The Ohio Resource Center offers free resources and lesson plans for teachers. We are on the cusp of realigning ALL of these resources to be common core friendly, but in the meantime, I have pulled together a sample unit plan for 9-10 grade reading informational text.
Using original materials created by ORC contributors, I realigned the original work and organized the lessons according to common core standards. I want to walk you through this process to discuss how this might/could look in a classroom. Keep in mind this is just a sample of my process and solely intended as one way to help guide you in your efforts to implement the common core.
The unit in its entirety is available through my ORC Collection.
First, I started with the collection of lessons, which is a little backward from what I am used to. I was not starting from scratch; I was, instead, starting with material and adjusting to fit new standards. I read through all of the lessons and followed all of the links. I then listed all of the applicable standards statements for each of the seven lessons as I tried to find one overarching standard for the entire unit (the common thread of all the lessons). As these lessons were originally intended for the 11-12 grade band, I looked at standards for both 9-10 and 11-12. Once my standards were listed, I zeroed in on the the seventh statement in reading informational texts, but because I did not think the rigor or complexity of the lessons met the new expectations for the 11-12 grades, I opted to move it to a 9-10 unit plan.
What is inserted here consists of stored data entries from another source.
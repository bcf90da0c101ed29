//! Movement and the per-cell content state machine.

use rand::Rng;

use super::types::{
    lore_text, Floor, RoomContent, BLACKSMITH_FORGE, BOOBY_TRAPPED_PASSAGE, CURSED_HALL,
    ENCHANTMENT_CHAMBER, GLITTERING_VAULT, HIDDEN_NICHE, SEALED_GATE, SILENT_CHAMBER,
};
use crate::character::Player;
use crate::combat::logic::{resolve_encounter, CombatOutcome};
use crate::core::constants::{TRAP_DAMAGE_MAX, TRAP_DAMAGE_MIN, TREASURE_GOLD_MAX, TREASURE_GOLD_MIN};
use crate::core::error::Rejection;
use crate::core::events::{EventSink, GameEvent};
use crate::core::input::{CommandSource, Direction};
use crate::economy::{blacksmith_room, enchantment_room};
use crate::items::ItemKind;

/// What entering a cell meant for the session.
#[derive(Debug, Clone, Copy, PartialEq, Eq)]
pub enum RoomOutcome {
    Continue,
    PlayerDied,
    /// Reached the exit holding a key
    ExitUnlocked,
}

/// Steps one cell in `direction` and resolves whatever is there.
///
/// Only carved cells can be entered. Once the move is accepted the player ends up on
/// the target cell no matter how the room played out, including a flight from combat
/// or a locked exit.
pub fn move_player<R, I, E>(
    floor: &mut Floor,
    player: &mut Player,
    direction: Direction,
    rng: &mut R,
    input: &mut I,
    events: &mut E,
) -> Result<RoomOutcome, Rejection>
where
    R: Rng,
    I: CommandSource,
    E: EventSink,
{
    let target = floor
        .neighbor(player.position(), direction)
        .ok_or(Rejection::Blocked)?;
    let outcome = enter_room(floor, player, target, rng, input, events);
    player.set_position(target);
    if let Some(room) = floor.get_room_mut(target.0, target.1) {
        room.visited = true;
    }
    Ok(outcome)
}

/// Dispatches on the content of the cell at `(x, y)`.
pub fn enter_room<R, I, E>(
    floor: &mut Floor,
    player: &mut Player,
    (x, y): (usize, usize),
    rng: &mut R,
    input: &mut I,
    events: &mut E,
) -> RoomOutcome
where
    R: Rng,
    I: CommandSource,
    E: EventSink,
{
    let Some(room) = floor.get_room_mut(x, y) else {
        return RoomOutcome::Continue;
    };
    events.emit(GameEvent::RoomEntered {
        position: (x, y),
        name: room.name.clone(),
    });
    if let Some(text) = lore_text(&room.name) {
        events.emit(GameEvent::RoomLore { text });
    }

    let content = std::mem::replace(&mut room.content, RoomContent::Empty);
    log::debug!("entering ({x}, {y}): {}", content.label());
    match content {
        RoomContent::Empty => RoomOutcome::Continue,
        RoomContent::Enemy(mut enemy) => {
            match resolve_encounter(player, &mut enemy, rng, input, events) {
                CombatOutcome::Victory => {
                    room.consume(CURSED_HALL);
                    RoomOutcome::Continue
                }
                CombatOutcome::Fled => {
                    room.content = RoomContent::Enemy(enemy);
                    RoomOutcome::Continue
                }
                CombatOutcome::Defeat => {
                    room.content = RoomContent::Enemy(enemy);
                    RoomOutcome::PlayerDied
                }
            }
        }
        RoomContent::Item(item) => {
            events.emit(GameEvent::LootFound {
                name: item.name.clone(),
            });
            let lore = if item.kind == ItemKind::Key {
                HIDDEN_NICHE
            } else {
                SILENT_CHAMBER
            };
            room.consume(lore);
            player.collect(item);
            RoomOutcome::Continue
        }
        RoomContent::Weapon(weapon) => {
            events.emit(GameEvent::LootFound {
                name: weapon.name.clone(),
            });
            room.consume(SILENT_CHAMBER);
            player.collect(weapon);
            RoomOutcome::Continue
        }
        RoomContent::Treasure => {
            let gold = rng.gen_range(TREASURE_GOLD_MIN..=TREASURE_GOLD_MAX);
            player.gold += gold;
            events.emit(GameEvent::TreasureFound { gold });
            room.consume(GLITTERING_VAULT);
            RoomOutcome::Continue
        }
        RoomContent::Trap => {
            let damage = rng.gen_range(TRAP_DAMAGE_MIN..=TRAP_DAMAGE_MAX);
            player.take_damage(damage);
            events.emit(GameEvent::TrapSprung { damage });
            room.consume(BOOBY_TRAPPED_PASSAGE);
            if player.is_alive() {
                RoomOutcome::Continue
            } else {
                RoomOutcome::PlayerDied
            }
        }
        RoomContent::Enchantment => {
            enchantment_room(player, input, events);
            room.consume(ENCHANTMENT_CHAMBER);
            RoomOutcome::Continue
        }
        RoomContent::Blacksmith => {
            blacksmith_room(player, input, events);
            room.consume(BLACKSMITH_FORGE);
            RoomOutcome::Continue
        }
        RoomContent::Exit => {
            room.content = RoomContent::Exit;
            room.name = SEALED_GATE.to_string();
            if player.has_key() {
                events.emit(GameEvent::ExitUnlocked);
                RoomOutcome::ExitUnlocked
            } else {
                events.emit(GameEvent::ExitLocked);
                RoomOutcome::Continue
            }
        }
    }
}

#[cfg(test)]
mod tests {
    use super::*;
    use crate::combat::types::Enemy;
    use crate::core::input::ScriptedInput;
    use crate::items::{Item, Weapon};
    use rand::SeedableRng;
    use rand_chacha::ChaCha8Rng;

    /// A 3x1 corridor with the player in the middle and `content` to the right.
    fn corridor(content: RoomContent) -> (Floor, Player) {
        let mut floor = Floor::new(1, 3, 1);
        floor.carve((1, 0), "Icy Crypt");
        floor.carve((2, 0), "Gloomy Cellar");
        floor.place((2, 0), content);
        let mut player = Player::new("Ada");
        player.set_position((1, 0));
        (floor, player)
    }

    fn step_right(
        floor: &mut Floor,
        player: &mut Player,
        tokens: &[&str],
    ) -> (Result<RoomOutcome, Rejection>, Vec<GameEvent>) {
        let mut rng = ChaCha8Rng::seed_from_u64(1);
        let mut input = ScriptedInput::new("Ada", tokens.iter().copied());
        let mut events: Vec<GameEvent> = Vec::new();
        let outcome = move_player(floor, player, Direction::Right, &mut rng, &mut input, &mut events);
        (outcome, events)
    }

    #[test]
    fn test_uncarved_cell_blocks() {
        let (mut floor, mut player) = corridor(RoomContent::Empty);
        let mut rng = ChaCha8Rng::seed_from_u64(1);
        let mut input = ScriptedInput::new("Ada", Vec::<String>::new());
        let mut events: Vec<GameEvent> = Vec::new();
        let result = move_player(&mut floor, &mut player, Direction::Left, &mut rng, &mut input, &mut events);
        assert_eq!(result, Err(Rejection::Blocked));
        assert_eq!(player.position(), (1, 0));
        let result = move_player(&mut floor, &mut player, Direction::Up, &mut rng, &mut input, &mut events);
        assert_eq!(result, Err(Rejection::Blocked));
    }

    #[test]
    fn test_treasure_is_consumed() {
        let (mut floor, mut player) = corridor(RoomContent::Treasure);
        let (outcome, _) = step_right(&mut floor, &mut player, &[]);
        assert_eq!(outcome, Ok(RoomOutcome::Continue));
        assert!((20..=50).contains(&player.gold));
        let room = floor.get_room(2, 0).unwrap();
        assert!(room.content.is_empty());
        assert_eq!(room.name, GLITTERING_VAULT);
        assert!(room.visited);
        assert_eq!(player.position(), (2, 0));
    }

    #[test]
    fn test_trap_damage() {
        let (mut floor, mut player) = corridor(RoomContent::Trap);
        step_right(&mut floor, &mut player, &[]);
        assert!((70..=90).contains(&player.health));
        assert_eq!(floor.get_room(2, 0).unwrap().name, BOOBY_TRAPPED_PASSAGE);
    }

    #[test]
    fn test_lethal_trap_reports_death() {
        let (mut floor, mut player) = corridor(RoomContent::Trap);
        player.health = 5;
        let (outcome, _) = step_right(&mut floor, &mut player, &[]);
        assert_eq!(outcome, Ok(RoomOutcome::PlayerDied));
        assert_eq!(player.health, 0);
    }

    #[test]
    fn test_key_pickup_renames_cell() {
        let (mut floor, mut player) = corridor(RoomContent::Item(Item::key("Opens the dungeon exit")));
        step_right(&mut floor, &mut player, &[]);
        assert!(player.has_key());
        assert_eq!(floor.get_room(2, 0).unwrap().name, HIDDEN_NICHE);
    }

    #[test]
    fn test_weapon_pickup() {
        let (mut floor, mut player) = corridor(RoomContent::Weapon(Weapon::new("Nightfang", "", 22, 30, 0)));
        let (_, events) = step_right(&mut floor, &mut player, &[]);
        assert_eq!(player.inventory.len(), 1);
        assert!(events.contains(&GameEvent::LootFound {
            name: "Nightfang".into()
        }));
    }

    #[test]
    fn test_locked_exit_persists_and_player_still_moves() {
        let (mut floor, mut player) = corridor(RoomContent::Exit);
        let (outcome, events) = step_right(&mut floor, &mut player, &[]);
        assert_eq!(outcome, Ok(RoomOutcome::Continue));
        assert!(events.contains(&GameEvent::ExitLocked));
        assert_eq!(player.position(), (2, 0));
        let room = floor.get_room(2, 0).unwrap();
        assert_eq!(room.content, RoomContent::Exit);
        assert_eq!(room.name, SEALED_GATE);
    }

    #[test]
    fn test_exit_with_key_unlocks() {
        let (mut floor, mut player) = corridor(RoomContent::Exit);
        player.collect(Item::key("Opens the dungeon exit"));
        let (outcome, events) = step_right(&mut floor, &mut player, &[]);
        assert_eq!(outcome, Ok(RoomOutcome::ExitUnlocked));
        assert!(events.contains(&GameEvent::ExitUnlocked));
        assert!(!events.iter().any(|e| matches!(e, GameEvent::RoomLore { .. })));
    }

    #[test]
    fn test_fled_enemy_stays_and_player_moves() {
        let enemy = Enemy::new("Orc", 500, 5, 4, 20, None);
        let (mut floor, mut player) = corridor(RoomContent::Enemy(enemy));
        let (outcome, _) = step_right(&mut floor, &mut player, &["flee"]);
        assert_eq!(outcome, Ok(RoomOutcome::Continue));
        assert_eq!(player.position(), (2, 0));
        assert!(matches!(
            floor.get_room(2, 0).unwrap().content,
            RoomContent::Enemy(_)
        ));
    }

    #[test]
    fn test_defeated_enemy_leaves_cursed_hall() {
        let enemy = Enemy::new("Rat", 1, 1, 1, 3, None);
        let (mut floor, mut player) = corridor(RoomContent::Enemy(enemy));
        step_right(&mut floor, &mut player, &["attack"]);
        let room = floor.get_room(2, 0).unwrap();
        assert!(room.content.is_empty());
        assert_eq!(room.name, CURSED_HALL);
        assert_eq!(player.gold, 3);
    }

    #[test]
    fn test_blacksmith_consumed_even_without_weapon() {
        let (mut floor, mut player) = corridor(RoomContent::Blacksmith);
        let (_, events) = step_right(&mut floor, &mut player, &[]);
        assert!(events.contains(&GameEvent::Rejected(Rejection::NoWeaponEquipped)));
        assert_eq!(floor.get_room(2, 0).unwrap().name, BLACKSMITH_FORGE);
        assert!(floor.get_room(2, 0).unwrap().content.is_empty());
    }

    #[test]
    fn test_lore_shown_on_revisit() {
        let (mut floor, mut player) = corridor(RoomContent::Treasure);
        step_right(&mut floor, &mut player, &[]);
        player.set_position((1, 0));
        let (_, events) = step_right(&mut floor, &mut player, &[]);
        assert!(events.contains(&GameEvent::RoomLore {
            text: lore_text(GLITTERING_VAULT).unwrap()
        }));
    }
}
The overarching standard for this unit, then, is “Analyze various accounts of a subject told in different mediums (e.g., a person’s life story in both print and multimedia), determining which details are emphasized in each account.”
The next thing I did was deconstruct that overarching standard statement. I won’t lie, I enjoy deconstructing standards, and I did something similar last year when I began breaking down the new standards on my own. Deconstructing helps me to determine very specifically what I want my students to know and do, and it gives me a clear picture of my expectations. For demonstration purposes, I uploaded my sample deconstruction as a Google doc and linked to it in the sample lesson plan (a cool feature of the “My Collection” tool the ORC offers for free to all educators!).
Throughout the lessons in the sample plan, I stopped short of prescribing which learning targets would be appropriate for each lesson because I didn’t want to lean too far into directing classroom teachers; I just wanted to show one way this could be put together. However, I would like to describe how using learning targets might work. In my deconstruction, I broke the standard into four learning targets. Looking at the lessons, I could plan to specifically address each learning target on certain days throughout the unit. Lesson Two, for example, requires students to use different media formats to research the same event. This lesson would work well for the learning target: “Locate multiple accounts of an event in different mediums.” Notice, that this isn’t the ONLY potential learning target that could be addressed in this lesson; in fact, the lesson itself has about four standards statements attached to it that could be addressed. A good English lesson would include learning targets from throughout the strands (reading, writing, speaking & listening, language, etc.), but for the purpose of mastering standards, and for the purpose of giving students a clear picture of expectations, zooming in on one learning target is appropriate.
Once you have plotted your learning targets and their connected lessons, you can create a learning-target based tracking sheet like this one: Sample Tracking Sheet. Instead of collecting mounds and mounds of handouts and worksheets, I would use a tracking sheet and observations and/or personal communication with students to determine if they are reaching the learning targets. This method also allows you and the student to zero in on specific areas of difficulty the student has. So, instead of saying, “This kid can’t, ‘Analyze various accounts of a subject told in different mediums, determining which details are emphasized in each account,'” both you and the student can say, “We need to work on how to identify details in an informational text.” If I were using this tracking sheet in my own class, given my critique of my own grading practices, I would designate a B, D, M system for beginning, developing, and mastery. Without venturing too far into the realm of formative instruction or the RtI framework, I would make sure I work more individually with B students, plan accordingly for the D students, and add enrichment opportunities (more complex learning targets, moving to the “next step” in the deconstruction, and/or more complex texts/tasks) for the M students. The tracking sheet would provide me with a quick way to record my observations AND a quick way to adjust my instruction for each student.
You’ll notice in my notes for one of the lessons that the particular lesson aligned so perfectly with a speaking and listening standard statement that I would have deconstructed that standard, created a rubric using those learning targets (or another tracking sheet, perhaps), and devoted that part of the unit to that overarching standard before returning to the original informational text standard.